What does it mean to me?

As a professional, it’s your job to train people to work effectively with you and to role model a healthy work/life balance. Your job’s not just to provide brilliant tax advice.

What can I take away?

Easy, practical ideas to implement before you next go on holiday. 

Have you ever got back from holiday, seen 2,000 unread emails and wondered if it was all worth it? After just a few hours at your desk, do the mojitos feel like last year, not last week? And your desk feels out of control? Yes? 

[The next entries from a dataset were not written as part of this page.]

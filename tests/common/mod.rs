//! Shared helpers for the integration tests.

use egil_scim_client::{
    CreateOutcome, DeleteOutcome, ScimDispatcher, TransportError, UpdateOutcome,
};
use std::collections::HashMap;

/// Records every dispatched operation and answers success unless a failure
/// status has been scripted for the object id.
///
/// Create bodies are expected to carry the id as `externalId` (the templates
/// in these tests do).
#[derive(Default)]
pub struct RecordingDispatcher {
    pub calls: Vec<String>,
    pub create_failures: HashMap<String, u16>,
    pub update_failures: HashMap<String, u16>,
    pub delete_failures: HashMap<String, u16>,
    pub fail_transport: bool,
}

impl RecordingDispatcher {
    pub fn new() -> Self {
        Self::default()
    }

    pub fn call_count(&self) -> usize {
        self.calls.len()
    }

    fn check_transport(&self) -> Result<(), TransportError> {
        if self.fail_transport {
            Err(TransportError::new("connection refused"))
        } else {
            Ok(())
        }
    }

    fn id_from_body(body: &str) -> String {
        serde_json::from_str::<serde_json::Value>(body)
            .ok()
            .and_then(|value| {
                value
                    .get("externalId")
                    .and_then(|id| id.as_str())
                    .map(String::from)
            })
            .unwrap_or_default()
    }
}

impl ScimDispatcher for RecordingDispatcher {
    fn create(&mut self, endpoint: &str, body: &str) -> Result<CreateOutcome, TransportError> {
        self.check_transport()?;
        let id = Self::id_from_body(body);
        self.calls.push(format!("create {endpoint} {id}"));
        Ok(match self.create_failures.get(&id) {
            Some(&409) => CreateOutcome::Conflict,
            Some(&status) => CreateOutcome::Other(status),
            None => CreateOutcome::Created(String::new()),
        })
    }

    fn update(
        &mut self,
        endpoint: &str,
        uid: &str,
        _body: &str,
    ) -> Result<UpdateOutcome, TransportError> {
        self.check_transport()?;
        self.calls.push(format!("update {endpoint} {uid}"));
        Ok(match self.update_failures.get(uid) {
            Some(&404) => UpdateOutcome::NotFound,
            Some(&status) => UpdateOutcome::Other(status),
            None => UpdateOutcome::Ok(String::new()),
        })
    }

    fn delete(&mut self, endpoint: &str, uid: &str) -> Result<DeleteOutcome, TransportError> {
        self.check_transport()?;
        self.calls.push(format!("delete {endpoint} {uid}"));
        Ok(match self.delete_failures.get(uid) {
            Some(&404) => DeleteOutcome::NotFound,
            Some(&status) => DeleteOutcome::Other(status),
            None => DeleteOutcome::NoContent,
        })
    }
}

It needn’t be like this. With a new mindset and some savvy management, you can feel in control of your inbox when you get back. Want that? Read on.

Before you go
Mindset

You probably need a mindset reboot – to believe that you and your holiday are more important than work. Ditch the belief that you can’t say ‘no’ when a client says she wants the advice before you go. Ditch the belief that you ought to be available in case something urgent comes up. Instead, choose to believe (yes, it’s a choice) that you deserve a complete break; you can leave things half done; you’re not indispensable; and it’s okay to ask others for help. This may feel uncomfortable. 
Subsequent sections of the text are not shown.